Segment Open

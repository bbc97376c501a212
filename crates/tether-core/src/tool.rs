//! The external binary-patch tool (`butler`).

use log::{info, warn};
use tokio_util::sync::CancellationToken;

use crate::archive::{self, ArchiveFormat};
use crate::error::{CoreError, CoreResult};
use crate::fsutil;
use crate::layout::InstallLayout;
use crate::progress::{ProgressBus, Stage};
use crate::runtime::DependencyStatus;
use crate::transfer::{DownloadRequest, Downloader};

const ARCHIVE_NAME: &str = "butler.zip";

/// Install the patch tool unless its binary already exists.
///
/// Progress: download fills `0..70`, extraction reports `80`, done is `100`.
///
/// # Errors
/// Returns a network error if the archive cannot be downloaded and an install
/// error if the extracted archive does not contain the tool.
pub async fn ensure_patch_tool(
    downloader: &Downloader,
    url: &str,
    layout: &InstallLayout,
    progress: &ProgressBus,
    cancel: &CancellationToken,
) -> CoreResult<DependencyStatus> {
    let tool = layout.tool_bin();
    if tool.is_file() {
        progress.report(Stage::Butler, 100.0, "Butler already installed");
        return Ok(DependencyStatus::AlreadyPresent);
    }

    let tool_dir = layout.tool_dir();
    let archive_path = layout.cache_dir().join(ARCHIVE_NAME);

    info!("Downloading patch tool from {url}");
    progress.report(Stage::Butler, 0.0, format!("Downloading {ARCHIVE_NAME}..."));
    downloader
        .download(
            &archive_path,
            url,
            &DownloadRequest::new(Stage::Butler, ARCHIVE_NAME).weighted(0.7),
            progress,
            cancel,
        )
        .await?;

    progress.report(Stage::Butler, 80.0, format!("Extracting {ARCHIVE_NAME}"));
    let partial_dir = tool_dir.with_extension("partial");
    fsutil::remove_dir_if_exists(&partial_dir)
        .map_err(|error| CoreError::io_at("failed to clear patch tool staging", &partial_dir, error))?;
    archive::extract_in_background(archive_path.clone(), ArchiveFormat::Zip, partial_dir.clone())
        .await?;

    let Some(tool_name) = tool.file_name() else {
        return Err(CoreError::install("patch tool path has no file name"));
    };
    if !partial_dir.join(tool_name).is_file() {
        if let Err(error) = fsutil::remove_dir_if_exists(&partial_dir) {
            warn!("Failed to remove {}: {error}", partial_dir.display());
        }
        return Err(CoreError::install(format!(
            "patch tool archive did not contain {}",
            tool.display()
        )));
    }

    fsutil::remove_dir_if_exists(&tool_dir)
        .map_err(|error| CoreError::io_at("failed to remove old patch tool", &tool_dir, error))?;
    std::fs::rename(&partial_dir, &tool_dir).map_err(|error| {
        CoreError::io_at("failed to move patch tool into place", &tool_dir, error)
    })?;
    fsutil::set_executable(&tool)
        .map_err(|error| CoreError::io_at("failed to mark patch tool executable", &tool, error))?;

    if let Err(error) = fsutil::remove_file_if_exists(&archive_path) {
        warn!("Failed to remove {}: {error}", archive_path.display());
    }

    info!("Patch tool installed at {}", tool.display());
    progress.report(Stage::Butler, 100.0, "Butler successfully installed!");
    Ok(DependencyStatus::Installed { path: tool })
}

Segment Closed

• **What is expected**:
Return every line of the listing above that contains "CoreError".

• **Written answer**:
use crate::error::{CoreError, CoreResult};
        .map_err(|error| CoreError::io_at("failed to clear patch tool staging", &partial_dir, error))?;
        return Err(CoreError::install("patch tool path has no file name"));
        return Err(CoreError::install(format!(
        .map_err(|error| CoreError::io_at("failed to remove old patch tool", &tool_dir, error))?;
        CoreError::io_at("failed to move patch tool into place", &tool_dir, error)
        .map_err(|error| CoreError::io_at("failed to mark patch tool executable", &tool, error))?;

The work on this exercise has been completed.